### Supplied data
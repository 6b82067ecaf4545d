// Tunable parameters for training and recommendation.

use serde::{Deserialize, Serialize};

use crate::error::EngineError;

/// Knobs shared by the relation network and the recommender.
///
/// `score(author) = sum of top-K similarities of submissions they are on
///                  + relation(contributor -> author)`
#[derive(Debug, Clone, PartialEq, Serialize, Deserialize)]
pub struct ScoringParams {
    /// How many similar submissions to draw from, and how many authors to
    /// return (default 5).
    pub top_k: usize,
    /// Geometric decay for repeat appearances in one author list (default 0.8).
    pub decay: f64,
    /// Scale of every relation contribution (default 1.0).
    pub relation_weight: f64,
    /// How far before the earliest start the time window opens (default 24h).
    pub baseline_margin_secs: i64,
}

impl Default for ScoringParams {
    fn default() -> Self {
        Self {
            top_k: 5,
            decay: 0.8,
            relation_weight: 1.0,
            baseline_margin_secs: 24 * 3600,
        }
    }
}

impl ScoringParams {
    pub fn validate(&self) -> Result<(), EngineError> {
        if self.top_k == 0 {
            return Err(EngineError::InvalidConfig("top_k must be at least 1".into()));
        }
        if !(self.decay > 0.0 && self.decay <= 1.0) {
            return Err(EngineError::InvalidConfig(format!(
                "decay must be in (0, 1], got {}",
                self.decay
            )));
        }
        if !(self.relation_weight > 0.0) || !self.relation_weight.is_finite() {
            return Err(EngineError::InvalidConfig(format!(
                "relation weight must be positive, got {}",
                self.relation_weight
            )));
        }
        if self.baseline_margin_secs < 0 {
            return Err(EngineError::InvalidConfig(format!(
                "baseline margin must not be negative, got {}",
                self.baseline_margin_secs
            )));
        }
        Ok(())
    }
}
// Stemming normalizer: the default text pipeline.
//
// A token survives only if it is ASCII-alphabetic, longer than one
// character, and none of its raw, lowercased or stemmed forms is a stop
// word. Survivors are stored as their stem.

use std::collections::HashSet;

use regex_lite::Regex;
use rust_stemmers::{Algorithm, Stemmer};
use stop_words::{get, LANGUAGE};

use super::traits::Normalizer;

/// Whitespace-separated words. Only sentence punctuation around a word is
/// stripped, so `file.rs` or `i18n` stay whole and are rejected later.
const TOKEN_PATTERN: &str = r"\S+";

const EDGE_PUNCTUATION: &[char] = &[
    '.', ',', ';', ':', '!', '?', '(', ')', '[', ']', '{', '}', '"', '\'',
];

/// Words that carry no signal in review threads, on top of the general
/// English list.
const REVIEW_STOP_WORDS: &[&str] = &[
    "add", "delete", "note", "thank", "another", "please", "per", "test", "implement",
    "complete", "hello", "fix", "say", "said", "would", "one", "back", "could", "thought",
    "think", "see", "seem", "want", "like", "still", "go", "went", "around", "make", "made",
    "come", "came", "hi", "much", "wa", "well", "though", "only", "onli", "might", "away",
    "even", "know", "many", "good", "get", "got", "right", "must", "great", "us",
    "something", "yet", "app", "use", "really", "day", "put", "set", "ok",
];

pub struct StemmingNormalizer {
    stemmer: Stemmer,
    stop_words: HashSet<String>,
    token_pattern: Regex,
}

impl Default for StemmingNormalizer {
    fn default() -> Self {
        Self::new()
    }
}

impl StemmingNormalizer {
    pub fn new() -> Self {
        let mut stop_words: HashSet<String> = get(LANGUAGE::English).into_iter().collect();
        stop_words.extend(REVIEW_STOP_WORDS.iter().map(|w| w.to_string()));

        Self {
            stemmer: Stemmer::create(Algorithm::English),
            stop_words,
            token_pattern: Regex::new(TOKEN_PATTERN).unwrap(),
        }
    }

    /// Whether a word is in the stop-word set (exact match, no case folding).
    pub fn is_stop_word(&self, word: &str) -> bool {
        self.stop_words.contains(word)
    }

    fn retain(&self, token: &str, out: &mut Vec<String>) {
        if token.len() <= 1 || !token.chars().all(|c| c.is_ascii_alphabetic()) {
            return;
        }
        let lower = token.to_ascii_lowercase();
        let stem = self.stemmer.stem(&lower);
        if self.is_stop_word(token) || self.is_stop_word(&lower) || self.is_stop_word(&stem) {
            return;
        }
        out.push(stem.into_owned());
    }
}

impl Normalizer for StemmingNormalizer {
    fn normalize(&self, title: &str, body: &str) -> Vec<String> {
        let mut stems = Vec::new();
        for text in [title, body] {
            for token in self.token_pattern.find_iter(text) {
                let word = token.as_str().trim_matches(EDGE_PUNCTUATION);
                self.retain(word, &mut stems);
            }
        }
        stems
    }
}
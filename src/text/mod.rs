// Text normalization: turns submission title/body into stems.

pub mod stem;
pub mod traits;

/// True when the text is non-empty and pure ASCII.
///
/// Applied to the raw author-list field; records that fail it are left out
/// of both training and scoring.
pub fn is_ascii_text(text: &str) -> bool {
    !text.is_empty() && text.is_ascii()
}

#[cfg(test)]
mod tests {
    use super::*;

    #[test]
    fn test_ascii_text() {
        assert!(is_ascii_text("alice,bob"));
        assert!(!is_ascii_text(""));
        assert!(!is_ascii_text("zoë,bob"));
    }
}
// Reviewrank: reviewer recommendation for pull requests.
//
// This is the library root. Each module corresponds to one stage of the
// pipeline: corpus ingestion, text normalization, the vector space, the
// author registry and collaboration network, and scoring.

pub mod authors;
pub mod config;
pub mod corpus;
pub mod error;
pub mod evaluation;
pub mod output;
pub mod relations;
pub mod scoring;
pub mod session;
pub mod text;
pub mod vector;
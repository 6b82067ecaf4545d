// Evaluation harness: precision and recall over held-out submissions.
//
// For each test submission the recommender predicts up to K authors. A
// prediction is correct when the author appears on the submission's own
// author list. Precision is correct / predicted, recall is
// correct / (distinct true authors).

use std::collections::HashSet;

use anyhow::{Context, Result};
use indicatif::{ProgressBar, ProgressStyle};
use serde::Serialize;
use tracing::{debug, info, warn};

use crate::corpus::reader::{read_records, Project};
use crate::corpus::record::{Query, RawRecord};
use crate::error::EngineError;
use crate::scoring::engine::{recommend, Recommendation};
use crate::scoring::params::ScoringParams;
use crate::session::{TrainReport, TrainingSession};
use crate::text::traits::Normalizer;

#[derive(Debug, Clone, Copy, Default, PartialEq, Eq, Serialize)]
pub struct EvalCounts {
    /// Test submissions that were scored.
    pub scored: usize,
    /// Test submissions excluded as degenerate.
    pub skipped: usize,
    pub predicted: usize,
    pub correct: usize,
    pub actual: usize,
}

impl EvalCounts {
    /// Fold one scored query into the counts.
    pub fn record(&mut self, predictions: &[Recommendation], truth: &[String]) {
        self.scored += 1;
        self.predicted += predictions.len();
        self.correct += predictions
            .iter()
            .filter(|p| truth.iter().any(|t| *t == p.author))
            .count();
        self.actual += truth.iter().collect::<HashSet<_>>().len();
    }

    pub fn merge(&mut self, other: &EvalCounts) {
        self.scored += other.scored;
        self.skipped += other.skipped;
        self.predicted += other.predicted;
        self.correct += other.correct;
        self.actual += other.actual;
    }

    /// `None` when nothing was predicted.
    pub fn precision(&self) -> Option<f64> {
        ratio(self.correct, self.predicted)
    }

    /// `None` when there were no true authors to find.
    pub fn recall(&self) -> Option<f64> {
        ratio(self.correct, self.actual)
    }
}

fn ratio(numerator: usize, denominator: usize) -> Option<f64> {
    if denominator == 0 {
        None
    } else {
        Some(numerator as f64 / denominator as f64)
    }
}

/// Score every test submission against a trained session.
pub fn evaluate(
    session: &TrainingSession,
    records: &[RawRecord],
    normalizer: &dyn Normalizer,
) -> Result<EvalCounts, EngineError> {
    let mut counts = EvalCounts::default();

    for record in records.iter().filter(|r| r.is_submission()) {
        let query = match Query::from_record(record, normalizer) {
            Ok(q) => q,
            Err(e) => {
                debug!(error = %e, title = %record.title, "Skipping test record");
                counts.skipped += 1;
                continue;
            }
        };
        let predictions = recommend(session, &query)?;
        counts.record(&predictions, &query.authors);
    }

    Ok(counts)
}

#[derive(Debug, Clone, Serialize)]
pub struct ProjectReport {
    pub name: String,
    pub training: TrainReport,
    pub counts: EvalCounts,
}

#[derive(Debug, Clone, Serialize)]
pub struct FailedProject {
    pub name: String,
    pub error: String,
}

#[derive(Debug, Clone, Default, Serialize)]
pub struct ArchiveReport {
    pub projects: Vec<ProjectReport>,
    pub failed: Vec<FailedProject>,
    /// Counts pooled over every evaluated project.
    pub total: EvalCounts,
}

/// Train on a project's training export and evaluate on its testing export.
///
/// `test_rows` caps how many rows of the testing file are read.
pub fn evaluate_project(
    project: &Project,
    params: &ScoringParams,
    test_rows: Option<usize>,
    normalizer: &dyn Normalizer,
) -> Result<ProjectReport> {
    let training = read_records(&project.training, None)?;
    let mut session = TrainingSession::new(params.clone())?;
    let training_report = session
        .train(&training.records, normalizer)
        .with_context(|| format!("Training failed for {}", project.name))?
        .clone();

    let testing = read_records(&project.testing, test_rows)?;
    let counts = evaluate(&session, &testing.records, normalizer)
        .with_context(|| format!("Evaluation failed for {}", project.name))?;

    info!(
        project = %project.name,
        scored = counts.scored,
        precision = counts.precision().unwrap_or(0.0),
        recall = counts.recall().unwrap_or(0.0),
        "Project evaluated"
    );

    Ok(ProjectReport {
        name: project.name.clone(),
        training: training_report,
        counts,
    })
}

/// Evaluate every project in turn. A project that cannot be trained or
/// read is reported as failed and the run moves on.
pub fn evaluate_archive(
    projects: &[Project],
    params: &ScoringParams,
    test_rows: Option<usize>,
    normalizer: &dyn Normalizer,
) -> Result<ArchiveReport> {
    params.validate()?;

    let pb = ProgressBar::new(projects.len() as u64);
    pb.set_style(
        ProgressStyle::default_bar()
            .template("  Projects [{bar:30}] {pos}/{len} {msg}")
            .unwrap(),
    );

    let mut report = ArchiveReport::default();
    for project in projects {
        pb.set_message(project.name.clone());
        match evaluate_project(project, params, test_rows, normalizer) {
            Ok(project_report) => {
                report.total.merge(&project_report.counts);
                report.projects.push(project_report);
            }
            Err(e) => {
                warn!(project = %project.name, error = %e, "Project skipped");
                report.failed.push(FailedProject {
                    name: project.name.clone(),
                    error: format!("{e:#}"),
                });
            }
        }
        pb.inc(1);
    }
    pb.finish_and_clear();

    Ok(report)
}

### Work instructions
Verbatim output is expected for the lines from the start of the data to the line in which "they are on" appears, both included.

### Exercise response
repository 6b82067ecaf4545d
// Tunable parameters for training and recommendation.

use serde::{Deserialize, Serialize};

use crate::error::EngineError;

/// Knobs shared by the relation network and the recommender.
///
/// `score(author) = sum of top-K similarities of submissions they are on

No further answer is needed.